--- RECORDS PROVIDED ---

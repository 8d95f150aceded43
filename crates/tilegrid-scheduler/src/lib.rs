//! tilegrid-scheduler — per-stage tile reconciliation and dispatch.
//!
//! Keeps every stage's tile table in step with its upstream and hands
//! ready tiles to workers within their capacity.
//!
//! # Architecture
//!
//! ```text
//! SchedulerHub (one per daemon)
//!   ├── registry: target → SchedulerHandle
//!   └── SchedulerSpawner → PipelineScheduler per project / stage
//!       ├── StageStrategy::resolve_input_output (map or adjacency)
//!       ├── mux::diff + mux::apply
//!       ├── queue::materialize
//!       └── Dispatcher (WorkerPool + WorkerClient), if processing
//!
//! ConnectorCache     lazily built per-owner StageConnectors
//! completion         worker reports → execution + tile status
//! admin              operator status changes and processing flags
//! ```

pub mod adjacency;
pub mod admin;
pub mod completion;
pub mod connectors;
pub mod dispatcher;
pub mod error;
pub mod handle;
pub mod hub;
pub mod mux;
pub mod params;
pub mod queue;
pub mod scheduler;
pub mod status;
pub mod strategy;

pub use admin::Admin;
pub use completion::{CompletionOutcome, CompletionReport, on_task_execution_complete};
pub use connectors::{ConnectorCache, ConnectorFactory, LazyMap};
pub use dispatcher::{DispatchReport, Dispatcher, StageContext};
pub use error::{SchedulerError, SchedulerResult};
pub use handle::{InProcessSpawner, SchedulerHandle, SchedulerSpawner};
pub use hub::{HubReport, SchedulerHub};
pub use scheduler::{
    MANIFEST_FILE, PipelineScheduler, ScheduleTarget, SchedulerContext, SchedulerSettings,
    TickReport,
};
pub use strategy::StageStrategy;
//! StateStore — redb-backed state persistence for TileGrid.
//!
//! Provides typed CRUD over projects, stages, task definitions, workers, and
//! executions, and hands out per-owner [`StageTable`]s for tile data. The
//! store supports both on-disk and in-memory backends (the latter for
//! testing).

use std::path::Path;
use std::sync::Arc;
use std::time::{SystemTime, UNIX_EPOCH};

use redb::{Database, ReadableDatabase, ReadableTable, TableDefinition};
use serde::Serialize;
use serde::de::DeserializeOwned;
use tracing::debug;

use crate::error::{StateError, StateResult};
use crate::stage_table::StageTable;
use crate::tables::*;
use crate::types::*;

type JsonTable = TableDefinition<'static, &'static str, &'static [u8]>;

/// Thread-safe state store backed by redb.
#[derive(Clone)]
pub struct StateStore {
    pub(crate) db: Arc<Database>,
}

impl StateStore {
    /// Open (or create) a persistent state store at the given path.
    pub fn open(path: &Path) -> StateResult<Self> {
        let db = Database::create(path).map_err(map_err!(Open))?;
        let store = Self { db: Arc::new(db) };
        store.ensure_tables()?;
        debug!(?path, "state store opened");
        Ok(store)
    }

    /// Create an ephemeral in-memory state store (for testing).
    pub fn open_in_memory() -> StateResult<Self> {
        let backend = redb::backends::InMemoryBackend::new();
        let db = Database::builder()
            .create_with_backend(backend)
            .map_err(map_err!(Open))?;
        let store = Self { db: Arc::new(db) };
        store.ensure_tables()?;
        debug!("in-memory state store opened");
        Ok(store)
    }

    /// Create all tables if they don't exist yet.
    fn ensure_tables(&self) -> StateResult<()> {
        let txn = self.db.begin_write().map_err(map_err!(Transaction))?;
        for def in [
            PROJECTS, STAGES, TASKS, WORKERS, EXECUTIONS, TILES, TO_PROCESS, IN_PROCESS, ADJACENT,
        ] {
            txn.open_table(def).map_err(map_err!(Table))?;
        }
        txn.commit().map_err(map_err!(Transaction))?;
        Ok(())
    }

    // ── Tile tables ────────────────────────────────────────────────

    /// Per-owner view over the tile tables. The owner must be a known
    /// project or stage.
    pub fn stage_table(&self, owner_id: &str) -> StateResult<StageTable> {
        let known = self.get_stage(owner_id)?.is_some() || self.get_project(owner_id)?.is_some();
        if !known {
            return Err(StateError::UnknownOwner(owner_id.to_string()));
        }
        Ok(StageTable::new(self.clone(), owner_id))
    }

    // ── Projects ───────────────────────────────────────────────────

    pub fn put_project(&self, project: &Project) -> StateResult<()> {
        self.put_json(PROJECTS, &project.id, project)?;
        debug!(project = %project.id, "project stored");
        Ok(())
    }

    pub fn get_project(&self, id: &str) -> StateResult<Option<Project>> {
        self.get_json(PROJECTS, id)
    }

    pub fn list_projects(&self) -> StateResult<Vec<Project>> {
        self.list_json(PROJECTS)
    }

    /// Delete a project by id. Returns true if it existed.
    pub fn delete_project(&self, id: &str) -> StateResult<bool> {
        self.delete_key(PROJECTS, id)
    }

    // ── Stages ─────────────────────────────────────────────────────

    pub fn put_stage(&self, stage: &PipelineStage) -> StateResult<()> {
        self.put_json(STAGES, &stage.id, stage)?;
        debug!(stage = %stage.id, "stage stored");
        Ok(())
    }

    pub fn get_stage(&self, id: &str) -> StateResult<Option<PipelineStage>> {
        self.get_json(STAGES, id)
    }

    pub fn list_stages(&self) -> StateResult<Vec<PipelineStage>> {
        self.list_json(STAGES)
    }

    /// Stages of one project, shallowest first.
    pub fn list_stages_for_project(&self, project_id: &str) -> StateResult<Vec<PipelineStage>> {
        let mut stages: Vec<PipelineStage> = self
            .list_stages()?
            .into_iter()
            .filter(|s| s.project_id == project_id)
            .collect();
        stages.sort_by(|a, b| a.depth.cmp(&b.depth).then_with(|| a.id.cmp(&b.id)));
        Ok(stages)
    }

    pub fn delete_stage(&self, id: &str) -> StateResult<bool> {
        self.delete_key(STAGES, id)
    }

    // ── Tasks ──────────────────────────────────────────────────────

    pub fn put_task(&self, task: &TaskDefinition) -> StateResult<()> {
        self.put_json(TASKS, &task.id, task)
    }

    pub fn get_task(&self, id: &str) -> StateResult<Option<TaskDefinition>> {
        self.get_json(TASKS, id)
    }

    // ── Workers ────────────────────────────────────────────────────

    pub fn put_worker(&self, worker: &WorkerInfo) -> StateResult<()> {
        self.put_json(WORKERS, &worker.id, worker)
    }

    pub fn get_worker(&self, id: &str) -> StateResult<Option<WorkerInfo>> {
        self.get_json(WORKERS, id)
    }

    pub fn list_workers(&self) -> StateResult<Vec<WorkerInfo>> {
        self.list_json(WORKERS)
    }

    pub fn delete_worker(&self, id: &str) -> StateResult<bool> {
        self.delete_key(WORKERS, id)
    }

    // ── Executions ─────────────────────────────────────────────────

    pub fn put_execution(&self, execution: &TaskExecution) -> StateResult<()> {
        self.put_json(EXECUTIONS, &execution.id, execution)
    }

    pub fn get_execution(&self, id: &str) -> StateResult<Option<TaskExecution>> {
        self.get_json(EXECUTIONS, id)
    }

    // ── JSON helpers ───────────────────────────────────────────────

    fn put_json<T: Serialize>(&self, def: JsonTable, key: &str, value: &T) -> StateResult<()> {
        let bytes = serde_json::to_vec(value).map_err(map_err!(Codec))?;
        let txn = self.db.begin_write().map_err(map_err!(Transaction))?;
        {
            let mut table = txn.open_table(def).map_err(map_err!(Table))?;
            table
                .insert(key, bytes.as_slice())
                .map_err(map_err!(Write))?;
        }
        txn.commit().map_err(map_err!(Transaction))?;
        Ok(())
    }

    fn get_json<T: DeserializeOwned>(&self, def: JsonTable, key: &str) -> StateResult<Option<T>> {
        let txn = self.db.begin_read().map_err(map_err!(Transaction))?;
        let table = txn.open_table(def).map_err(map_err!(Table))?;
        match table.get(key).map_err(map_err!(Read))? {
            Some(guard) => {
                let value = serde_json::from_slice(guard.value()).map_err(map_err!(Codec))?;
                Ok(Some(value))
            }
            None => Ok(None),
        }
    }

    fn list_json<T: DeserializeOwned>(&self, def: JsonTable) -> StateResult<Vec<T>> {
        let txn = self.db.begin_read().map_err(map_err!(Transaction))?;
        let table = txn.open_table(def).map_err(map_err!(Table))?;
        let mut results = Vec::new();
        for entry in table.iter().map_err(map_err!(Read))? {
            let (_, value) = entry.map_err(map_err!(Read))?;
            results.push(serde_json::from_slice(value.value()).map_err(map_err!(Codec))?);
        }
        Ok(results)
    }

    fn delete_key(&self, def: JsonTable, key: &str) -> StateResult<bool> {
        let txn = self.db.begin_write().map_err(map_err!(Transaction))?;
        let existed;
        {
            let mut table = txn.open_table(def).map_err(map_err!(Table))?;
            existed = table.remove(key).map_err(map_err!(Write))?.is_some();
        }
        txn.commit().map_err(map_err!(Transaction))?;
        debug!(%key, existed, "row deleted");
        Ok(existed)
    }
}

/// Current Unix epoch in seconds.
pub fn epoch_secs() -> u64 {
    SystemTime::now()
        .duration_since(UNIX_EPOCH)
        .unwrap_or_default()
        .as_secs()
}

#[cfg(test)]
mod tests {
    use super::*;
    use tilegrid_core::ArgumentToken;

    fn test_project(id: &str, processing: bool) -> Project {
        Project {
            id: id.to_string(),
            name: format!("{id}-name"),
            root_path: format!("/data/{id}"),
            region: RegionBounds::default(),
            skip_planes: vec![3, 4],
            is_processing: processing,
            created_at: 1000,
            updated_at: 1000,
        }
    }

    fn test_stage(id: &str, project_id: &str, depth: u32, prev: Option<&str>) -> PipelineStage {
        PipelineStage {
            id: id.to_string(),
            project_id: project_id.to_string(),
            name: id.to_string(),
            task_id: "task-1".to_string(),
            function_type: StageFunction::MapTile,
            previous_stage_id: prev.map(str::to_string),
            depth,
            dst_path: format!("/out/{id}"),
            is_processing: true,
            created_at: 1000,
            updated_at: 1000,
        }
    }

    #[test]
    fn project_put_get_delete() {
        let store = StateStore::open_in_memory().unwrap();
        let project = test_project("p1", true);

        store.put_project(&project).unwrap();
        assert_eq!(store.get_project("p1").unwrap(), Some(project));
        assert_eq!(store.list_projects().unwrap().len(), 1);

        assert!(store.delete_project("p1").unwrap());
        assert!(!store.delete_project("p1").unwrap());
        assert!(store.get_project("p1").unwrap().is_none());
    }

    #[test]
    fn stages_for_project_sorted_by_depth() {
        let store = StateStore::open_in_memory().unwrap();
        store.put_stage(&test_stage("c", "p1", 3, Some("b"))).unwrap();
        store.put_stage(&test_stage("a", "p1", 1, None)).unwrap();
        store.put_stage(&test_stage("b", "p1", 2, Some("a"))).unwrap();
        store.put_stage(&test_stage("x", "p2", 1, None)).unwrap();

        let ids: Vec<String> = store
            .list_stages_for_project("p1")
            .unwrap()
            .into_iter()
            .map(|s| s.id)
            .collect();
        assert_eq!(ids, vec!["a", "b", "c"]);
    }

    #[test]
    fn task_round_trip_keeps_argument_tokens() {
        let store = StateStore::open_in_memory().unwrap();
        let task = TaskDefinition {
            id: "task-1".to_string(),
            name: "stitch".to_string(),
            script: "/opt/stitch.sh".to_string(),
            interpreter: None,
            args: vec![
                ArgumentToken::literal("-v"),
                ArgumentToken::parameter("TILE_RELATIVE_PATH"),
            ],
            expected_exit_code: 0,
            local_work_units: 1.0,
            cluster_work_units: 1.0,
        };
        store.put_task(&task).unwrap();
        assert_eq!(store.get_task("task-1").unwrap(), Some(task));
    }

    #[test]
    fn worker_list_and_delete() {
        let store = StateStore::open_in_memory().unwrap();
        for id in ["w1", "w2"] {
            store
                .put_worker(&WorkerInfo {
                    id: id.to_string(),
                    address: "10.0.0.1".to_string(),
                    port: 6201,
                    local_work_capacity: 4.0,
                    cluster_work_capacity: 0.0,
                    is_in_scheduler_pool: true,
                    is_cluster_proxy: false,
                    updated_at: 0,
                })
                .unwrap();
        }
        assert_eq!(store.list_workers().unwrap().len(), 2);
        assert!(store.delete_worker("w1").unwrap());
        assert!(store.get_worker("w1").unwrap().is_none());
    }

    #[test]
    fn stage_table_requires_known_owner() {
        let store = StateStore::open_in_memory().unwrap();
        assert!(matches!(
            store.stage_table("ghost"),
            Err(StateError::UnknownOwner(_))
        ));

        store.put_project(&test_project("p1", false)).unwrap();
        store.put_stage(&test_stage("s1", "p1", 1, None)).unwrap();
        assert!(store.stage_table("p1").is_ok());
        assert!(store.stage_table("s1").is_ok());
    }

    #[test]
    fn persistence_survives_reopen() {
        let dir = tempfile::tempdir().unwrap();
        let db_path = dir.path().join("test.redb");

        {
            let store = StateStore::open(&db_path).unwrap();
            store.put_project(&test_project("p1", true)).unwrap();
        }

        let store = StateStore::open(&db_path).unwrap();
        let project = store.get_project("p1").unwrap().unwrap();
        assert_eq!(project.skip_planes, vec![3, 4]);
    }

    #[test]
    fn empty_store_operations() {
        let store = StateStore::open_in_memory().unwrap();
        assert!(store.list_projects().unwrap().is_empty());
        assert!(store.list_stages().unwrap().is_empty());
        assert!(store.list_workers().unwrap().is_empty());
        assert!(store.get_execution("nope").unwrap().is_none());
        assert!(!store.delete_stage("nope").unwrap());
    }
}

---
--- RECORDS PROVIDED ---

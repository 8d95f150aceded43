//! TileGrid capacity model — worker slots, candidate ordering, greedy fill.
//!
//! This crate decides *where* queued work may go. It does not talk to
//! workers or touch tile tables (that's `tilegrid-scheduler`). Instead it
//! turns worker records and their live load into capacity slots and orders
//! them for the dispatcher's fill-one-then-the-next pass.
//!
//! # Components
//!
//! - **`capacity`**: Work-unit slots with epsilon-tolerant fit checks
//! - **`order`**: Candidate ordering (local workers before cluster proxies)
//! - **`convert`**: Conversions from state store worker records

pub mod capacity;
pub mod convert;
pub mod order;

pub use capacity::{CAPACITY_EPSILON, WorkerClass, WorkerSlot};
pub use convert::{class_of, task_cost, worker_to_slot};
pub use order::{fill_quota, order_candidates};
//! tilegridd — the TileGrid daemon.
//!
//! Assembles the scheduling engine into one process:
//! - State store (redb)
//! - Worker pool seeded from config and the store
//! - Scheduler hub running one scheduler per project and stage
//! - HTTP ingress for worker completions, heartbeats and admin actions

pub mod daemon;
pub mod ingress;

---
--- RECORDS PROVIDED ---

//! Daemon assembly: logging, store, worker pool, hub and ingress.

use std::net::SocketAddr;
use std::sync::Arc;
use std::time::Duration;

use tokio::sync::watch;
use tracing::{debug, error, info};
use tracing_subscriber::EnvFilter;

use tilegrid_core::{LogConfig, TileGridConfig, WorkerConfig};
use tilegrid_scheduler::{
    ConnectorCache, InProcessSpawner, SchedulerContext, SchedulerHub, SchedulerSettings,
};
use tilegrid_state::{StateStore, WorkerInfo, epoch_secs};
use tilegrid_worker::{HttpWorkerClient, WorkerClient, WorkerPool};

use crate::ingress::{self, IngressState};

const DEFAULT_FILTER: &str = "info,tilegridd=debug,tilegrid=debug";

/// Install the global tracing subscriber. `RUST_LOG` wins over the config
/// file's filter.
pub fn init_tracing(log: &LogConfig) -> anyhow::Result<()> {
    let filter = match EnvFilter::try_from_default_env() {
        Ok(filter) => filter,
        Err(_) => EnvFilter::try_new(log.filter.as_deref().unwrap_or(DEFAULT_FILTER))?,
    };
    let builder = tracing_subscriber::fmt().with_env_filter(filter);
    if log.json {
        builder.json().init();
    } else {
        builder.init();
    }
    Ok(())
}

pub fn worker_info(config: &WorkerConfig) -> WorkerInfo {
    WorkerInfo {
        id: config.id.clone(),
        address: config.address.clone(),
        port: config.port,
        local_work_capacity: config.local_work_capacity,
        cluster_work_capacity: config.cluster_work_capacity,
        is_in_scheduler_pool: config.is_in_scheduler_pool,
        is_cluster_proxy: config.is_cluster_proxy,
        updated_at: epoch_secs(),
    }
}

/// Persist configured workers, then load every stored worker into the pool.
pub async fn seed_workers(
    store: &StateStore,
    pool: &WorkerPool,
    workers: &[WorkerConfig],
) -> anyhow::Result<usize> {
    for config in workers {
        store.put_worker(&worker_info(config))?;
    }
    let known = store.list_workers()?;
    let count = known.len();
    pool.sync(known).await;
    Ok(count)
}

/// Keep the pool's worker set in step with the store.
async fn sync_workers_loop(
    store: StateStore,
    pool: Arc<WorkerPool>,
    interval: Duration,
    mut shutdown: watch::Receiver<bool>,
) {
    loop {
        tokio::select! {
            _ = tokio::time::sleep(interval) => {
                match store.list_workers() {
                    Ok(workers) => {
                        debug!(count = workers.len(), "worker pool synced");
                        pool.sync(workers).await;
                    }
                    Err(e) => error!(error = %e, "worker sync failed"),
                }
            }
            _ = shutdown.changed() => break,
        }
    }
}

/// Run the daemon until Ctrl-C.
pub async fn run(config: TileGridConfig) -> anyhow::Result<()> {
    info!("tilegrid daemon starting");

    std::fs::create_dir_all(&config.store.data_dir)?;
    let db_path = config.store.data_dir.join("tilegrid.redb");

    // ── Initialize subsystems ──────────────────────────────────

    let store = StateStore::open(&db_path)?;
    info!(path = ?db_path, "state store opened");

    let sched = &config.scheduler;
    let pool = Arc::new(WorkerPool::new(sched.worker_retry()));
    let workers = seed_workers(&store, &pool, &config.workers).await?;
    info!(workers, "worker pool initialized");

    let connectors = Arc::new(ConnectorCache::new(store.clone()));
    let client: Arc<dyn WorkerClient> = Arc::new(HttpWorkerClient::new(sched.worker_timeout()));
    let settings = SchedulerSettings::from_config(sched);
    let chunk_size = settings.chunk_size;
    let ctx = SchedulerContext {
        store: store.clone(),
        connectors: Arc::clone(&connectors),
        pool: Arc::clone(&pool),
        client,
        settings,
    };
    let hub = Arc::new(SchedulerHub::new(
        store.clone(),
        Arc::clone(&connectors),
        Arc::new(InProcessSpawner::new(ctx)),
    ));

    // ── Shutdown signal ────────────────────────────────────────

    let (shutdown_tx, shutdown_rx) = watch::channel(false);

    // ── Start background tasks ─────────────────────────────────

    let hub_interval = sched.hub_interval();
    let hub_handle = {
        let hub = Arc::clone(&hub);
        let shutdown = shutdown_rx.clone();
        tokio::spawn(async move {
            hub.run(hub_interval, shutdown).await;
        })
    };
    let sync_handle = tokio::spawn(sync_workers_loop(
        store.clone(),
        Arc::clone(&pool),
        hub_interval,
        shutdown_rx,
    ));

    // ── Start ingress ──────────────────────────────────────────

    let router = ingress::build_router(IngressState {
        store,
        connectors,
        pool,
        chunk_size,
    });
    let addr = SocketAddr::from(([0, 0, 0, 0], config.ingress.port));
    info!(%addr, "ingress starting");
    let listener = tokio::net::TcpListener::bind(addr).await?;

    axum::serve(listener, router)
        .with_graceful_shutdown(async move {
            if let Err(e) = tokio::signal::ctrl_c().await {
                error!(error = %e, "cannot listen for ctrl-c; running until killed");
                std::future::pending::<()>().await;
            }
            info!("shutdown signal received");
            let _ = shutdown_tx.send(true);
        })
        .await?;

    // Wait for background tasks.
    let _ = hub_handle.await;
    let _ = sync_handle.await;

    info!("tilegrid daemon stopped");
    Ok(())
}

---

## YOUR OBJECTIVE:
Once you find the string "HttpWorkerClient" in a line of the records, copy that line.

## EXPECTED OUTPUT:
use tilegrid_worker::{HttpWorkerClient, WorkerClient, WorkerPool};
    let client: Arc<dyn WorkerClient> = Arc::new(HttpWorkerClient::new(sched.worker_timeout()));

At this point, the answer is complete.